╭─ DATA SHOWN
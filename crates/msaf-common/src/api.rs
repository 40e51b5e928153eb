//! Per-interface API descriptors.
//!
//! Every response carries a `Server` header naming the AF, the API
//! release, and the OpenAPI info block of the resource family that
//! handled the request.

/// Info block for one resource family.
#[derive(Debug, Clone, Copy, PartialEq, Eq)]
pub struct ApiInfo {
    pub title: &'static str,
    pub version: &'static str,
}

pub static M1_PROVISIONING_SESSIONS: ApiInfo = ApiInfo {
    title: "M1_ProvisioningSessions",
    version: "2.1.0",
};
pub static M1_CONTENT_HOSTING: ApiInfo = ApiInfo {
    title: "M1_ContentHostingProvisioning",
    version: "2.1.0",
};
pub static M1_SERVER_CERTIFICATES: ApiInfo = ApiInfo {
    title: "M1_ServerCertificatesProvisioning",
    version: "2.1.0",
};
pub static M1_POLICY_TEMPLATES: ApiInfo = ApiInfo {
    title: "M1_PolicyTemplatesProvisioning",
    version: "2.1.0",
};
pub static M1_CONSUMPTION_REPORTING: ApiInfo = ApiInfo {
    title: "M1_ConsumptionReportingProvisioning",
    version: "2.1.0",
};
pub static M1_METRICS_REPORTING: ApiInfo = ApiInfo {
    title: "M1_MetricsReportingProvisioning",
    version: "2.1.0",
};
pub static M1_CONTENT_PROTOCOLS: ApiInfo = ApiInfo {
    title: "M1_ContentProtocolsDiscovery",
    version: "2.1.0",
};
pub static M5_SERVICE_ACCESS_INFORMATION: ApiInfo = ApiInfo {
    title: "M5_ServiceAccessInformation",
    version: "2.1.0",
};
pub static M5_CONSUMPTION_REPORTING: ApiInfo = ApiInfo {
    title: "M5_ConsumptionReporting",
    version: "2.1.0",
};
pub static M5_METRICS_REPORTING: ApiInfo = ApiInfo {
    title: "M5_MetricsReporting",
    version: "2.1.0",
};
pub static M5_DYNAMIC_POLICIES: ApiInfo = ApiInfo {
    title: "M5_DynamicPolicies",
    version: "2.1.0",
};
pub static M5_NETWORK_ASSISTANCE: ApiInfo = ApiInfo {
    title: "M5_NetworkAssistance",
    version: "2.1.0",
};
pub static MANAGEMENT: ApiInfo = ApiInfo {
    title: "MAF_Management",
    version: "1.0.0",
};

/// Identity of this AF instance, shared by every listener.
#[derive(Debug, Clone)]
pub struct ServerIdentity {
    pub server_name: String,
    pub api_release: String,
}

impl ServerIdentity {
    /// `Server` header value for a given resource family.
    pub fn banner(&self, api: &ApiInfo) -> String {
        format!(
            "5GMSdAF-{}/{} (info.title={}; info.version={}) msaf/{}",
            self.server_name,
            self.api_release,
            api.title,
            api.version,
            env!("CARGO_PKG_VERSION"),
        )
    }
}

#[cfg(test)]
mod tests {
    use super::*;

    #[test]
    fn banner_names_host_release_and_api() {
        let identity = ServerIdentity {
            server_name: "af.example.com".into(),
            api_release: "2".into(),
        };
        let banner = identity.banner(&M1_PROVISIONING_SESSIONS);
        assert!(banner.starts_with("5GMSdAF-af.example.com/2 "));
        assert!(banner.contains("info.title=M1_ProvisioningSessions"));
        assert!(banner.contains("info.version=2.1.0"));
    }
}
╰─
» WORK INSTRUCTION
Set down the entries verbatim, leaving none out.

» TASK RESULT
filename crates/msaf-common/src/api.rs
repository 40e51b5e928153eb
//! Per-interface API descriptors.
//!
//! Every response carries a `Server` header naming the AF, the API
//! release, and the OpenAPI info block of the resource family that
//! handled the request.

/// Info block for one resource family.
#[derive(Debug, Clone, Copy, PartialEq, Eq)]
pub struct ApiInfo {
    pub title: &'static str,
    pub version: &'static str,
}

pub static M1_PROVISIONING_SESSIONS: ApiInfo = ApiInfo {
    title: "M1_ProvisioningSessions",
    version: "2.1.0",
};
pub static M1_CONTENT_HOSTING: ApiInfo = ApiInfo {
    title: "M1_ContentHostingProvisioning",
    version: "2.1.0",
};
pub static M1_SERVER_CERTIFICATES: ApiInfo = ApiInfo {
    title: "M1_ServerCertificatesProvisioning",
    version: "2.1.0",
};
pub static M1_POLICY_TEMPLATES: ApiInfo = ApiInfo {
    title: "M1_PolicyTemplatesProvisioning",
    version: "2.1.0",
};
pub static M1_CONSUMPTION_REPORTING: ApiInfo = ApiInfo {
    title: "M1_ConsumptionReportingProvisioning",
    version: "2.1.0",
};
pub static M1_METRICS_REPORTING: ApiInfo = ApiInfo {
    title: "M1_MetricsReportingProvisioning",
    version: "2.1.0",
};
pub static M1_CONTENT_PROTOCOLS: ApiInfo = ApiInfo {
    title: "M1_ContentProtocolsDiscovery",
    version: "2.1.0",
};
pub static M5_SERVICE_ACCESS_INFORMATION: ApiInfo = ApiInfo {
    title: "M5_ServiceAccessInformation",
    version: "2.1.0",
};
pub static M5_CONSUMPTION_REPORTING: ApiInfo = ApiInfo {
    title: "M5_ConsumptionReporting",
    version: "2.1.0",
};
pub static M5_METRICS_REPORTING: ApiInfo = ApiInfo {
    title: "M5_MetricsReporting",
    version: "2.1.0",
};
pub static M5_DYNAMIC_POLICIES: ApiInfo = ApiInfo {
    title: "M5_DynamicPolicies",
    version: "2.1.0",
};
pub static M5_NETWORK_ASSISTANCE: ApiInfo = ApiInfo {
    title: "M5_NetworkAssistance",
    version: "2.1.0",
};
pub static MANAGEMENT: ApiInfo = ApiInfo {
    title: "MAF_Management",
    version: "1.0.0",
};

/// Identity of this AF instance, shared by every listener.
#[derive(Debug, Clone)]
pub struct ServerIdentity {
    pub server_name: String,
    pub api_release: String,
}

impl ServerIdentity {
    /// `Server` header value for a given resource family.
    pub fn banner(&self, api: &ApiInfo) -> String {
        format!(
            "5GMSdAF-{}/{} (info.title={}; info.version={}) msaf/{}",
            self.server_name,
            self.api_release,
            api.title,
            api.version,
            env!("CARGO_PKG_VERSION"),
        )
    }
}

#[cfg(test)]
mod tests {
    use super::*;

    #[test]
    fn banner_names_host_release_and_api() {
        let identity = ServerIdentity {
            server_name: "af.example.com".into(),
            api_release: "2".into(),
        };
        let banner = identity.banner(&M1_PROVISIONING_SESSIONS);
        assert!(banner.starts_with("5GMSdAF-af.example.com/2 "));
        assert!(banner.contains("info.title=M1_ProvisioningSessions"));
        assert!(banner.contains("info.version=2.1.0"));
    }
}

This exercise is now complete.